*Records supplied:*
★ ★ ★ ★ ★
//! Application middleware: request logging, CORS, and JWT authentication.

use std::sync::Arc;
use std::time::Instant;

use async_trait::async_trait;

use crate::auth::{AuthContext, JwtAuth};
use crate::error::{Error, Result};
use crate::http::{Handler, Middleware, Request, Response};

/// Logging middleware
///
/// Logs each request with its method, path, status code, and duration.
pub struct LoggingMiddleware;

impl LoggingMiddleware {
	pub fn new() -> Self {
		Self
	}
}

impl Default for LoggingMiddleware {
	fn default() -> Self {
		Self::new()
	}
}

#[async_trait]
impl Middleware for LoggingMiddleware {
	async fn process(&self, request: Request, next: Arc<dyn Handler>) -> Result<Response> {
		let start = Instant::now();
		let method = request.method.to_string();
		let path = request.path().to_string();

		let result = next.handle(request).await;

		let elapsed_ms = start.elapsed().as_millis();

		match &result {
			Ok(response) => {
				tracing::info!(
					%method,
					%path,
					status = response.status.as_u16(),
					elapsed_ms,
					"request"
				);
			}
			Err(err) => {
				tracing::warn!(%method, %path, error = %err, elapsed_ms, "request failed");
			}
		}

		result
	}
}

/// CORS middleware configuration
pub struct CorsConfig {
	pub allow_origins: Vec<String>,
	pub allow_methods: Vec<String>,
	pub allow_headers: Vec<String>,
	pub allow_credentials: bool,
	pub max_age: Option<u64>,
}

impl Default for CorsConfig {
	fn default() -> Self {
		Self {
			allow_origins: vec!["*".to_string()],
			allow_methods: vec![
				"GET".to_string(),
				"POST".to_string(),
				"PUT".to_string(),
				"PATCH".to_string(),
				"DELETE".to_string(),
				"OPTIONS".to_string(),
			],
			// X-Project-Id carries the project scope and must be allowed
			// for browser clients.
			allow_headers: vec![
				"Content-Type".to_string(),
				"Authorization".to_string(),
				"X-Project-Id".to_string(),
			],
			allow_credentials: false,
			max_age: Some(3600),
		}
	}
}

/// CORS middleware
pub struct CorsMiddleware {
	config: CorsConfig,
}

impl CorsMiddleware {
	pub fn new(config: CorsConfig) -> Self {
		Self { config }
	}

	/// Permissive CORS for development: all origins, common methods.
	pub fn permissive() -> Self {
		Self::new(CorsConfig::default())
	}
}

#[async_trait]
impl Middleware for CorsMiddleware {
	async fn process(&self, request: Request, next: Arc<dyn Handler>) -> Result<Response> {
		// Preflight requests are answered here and never reach the
		// auth middleware or the router.
		if request.method.as_str() == "OPTIONS" {
			let mut response = Response::no_content();

			response.headers.insert(
				hyper::header::ACCESS_CONTROL_ALLOW_ORIGIN,
				hyper::header::HeaderValue::from_str(&self.config.allow_origins.join(", "))
					.unwrap_or_else(|_| hyper::header::HeaderValue::from_static("*")),
			);

			response.headers.insert(
				hyper::header::ACCESS_CONTROL_ALLOW_METHODS,
				hyper::header::HeaderValue::from_str(&self.config.allow_methods.join(", "))
					.unwrap_or_else(|_| hyper::header::HeaderValue::from_static("*")),
			);

			response.headers.insert(
				hyper::header::ACCESS_CONTROL_ALLOW_HEADERS,
				hyper::header::HeaderValue::from_str(&self.config.allow_headers.join(", "))
					.unwrap_or_else(|_| hyper::header::HeaderValue::from_static("*")),
			);

			if let Some(max_age) = self.config.max_age {
				response.headers.insert(
					hyper::header::ACCESS_CONTROL_MAX_AGE,
					hyper::header::HeaderValue::from_str(&max_age.to_string())
						.unwrap_or_else(|_| hyper::header::HeaderValue::from_static("3600")),
				);
			}

			if self.config.allow_credentials {
				response.headers.insert(
					hyper::header::ACCESS_CONTROL_ALLOW_CREDENTIALS,
					hyper::header::HeaderValue::from_static("true"),
				);
			}

			return Ok(response.with_stop_chain(true));
		}

		let mut response = next.handle(request).await?;

		response.headers.insert(
			hyper::header::ACCESS_CONTROL_ALLOW_ORIGIN,
			hyper::header::HeaderValue::from_str(&self.config.allow_origins.join(", "))
				.unwrap_or_else(|_| hyper::header::HeaderValue::from_static("*")),
		);

		if self.config.allow_credentials {
			response.headers.insert(
				hyper::header::ACCESS_CONTROL_ALLOW_CREDENTIALS,
				hyper::header::HeaderValue::from_static("true"),
			);
		}

		Ok(response)
	}
}

/// JWT authentication middleware.
///
/// Extracts the bearer token from the `Authorization` header, verifies it
/// as an access token, and attaches an [`AuthContext`] to the request
/// extensions. Requests to a public path bypass the check entirely via
/// [`Middleware::should_continue`].
pub struct AuthMiddleware {
	jwt: Arc<JwtAuth>,
	public_paths: Vec<String>,
}

impl AuthMiddleware {
	pub fn new(jwt: Arc<JwtAuth>) -> Self {
		Self {
			jwt,
			public_paths: vec!["/api/register".to_string(), "/api/token".to_string()],
		}
	}

	/// Add another path prefix that skips authentication
	pub fn with_public_path(mut self, path: impl Into<String>) -> Self {
		self.public_paths.push(path.into());
		self
	}

	fn is_public(&self, path: &str) -> bool {
		let path = path.trim_end_matches('/');
		self.public_paths.iter().any(|prefix| {
			let prefix = prefix.trim_end_matches('/');
			path == prefix || path.starts_with(&format!("{}/", prefix))
		})
	}
}

#[async_trait]
impl Middleware for AuthMiddleware {
	async fn process(&self, mut request: Request, next: Arc<dyn Handler>) -> Result<Response> {
		let token = match request
			.header("authorization")
			.and_then(|h| h.strip_prefix("Bearer "))
		{
			Some(token) => token.to_string(),
			None => {
				return Ok(Response::from(Error::Authentication(
					"Authentication credentials were not provided.".to_string(),
				))
				.with_stop_chain(true));
			}
		};

		let claims = match self.jwt.verify_access(&token) {
			Ok(claims) => claims,
			Err(err) => return Ok(Response::from(err).with_stop_chain(true)),
		};

		let account_id = match claims.sub.parse::<i64>() {
			Ok(id) => id,
			Err(_) => {
				return Ok(Response::from(Error::Authentication(
					"Token is invalid or expired".to_string(),
				))
				.with_stop_chain(true));
			}
		};

		request.extensions.insert(AuthContext {
			account_id,
			username: claims.username,
		});

		next.handle(request).await
	}

	fn should_continue(&self, request: &Request) -> bool {
		!self.is_public(request.path())
	}
}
★ ★ ★ ★ ★
*What to do:*
Check each line of the records for the word "CorsConfig" and extract those that contain it.

*Written response:*
pub struct CorsConfig {
impl Default for CorsConfig {
	config: CorsConfig,
	pub fn new(config: CorsConfig) -> Self {
		Self::new(CorsConfig::default())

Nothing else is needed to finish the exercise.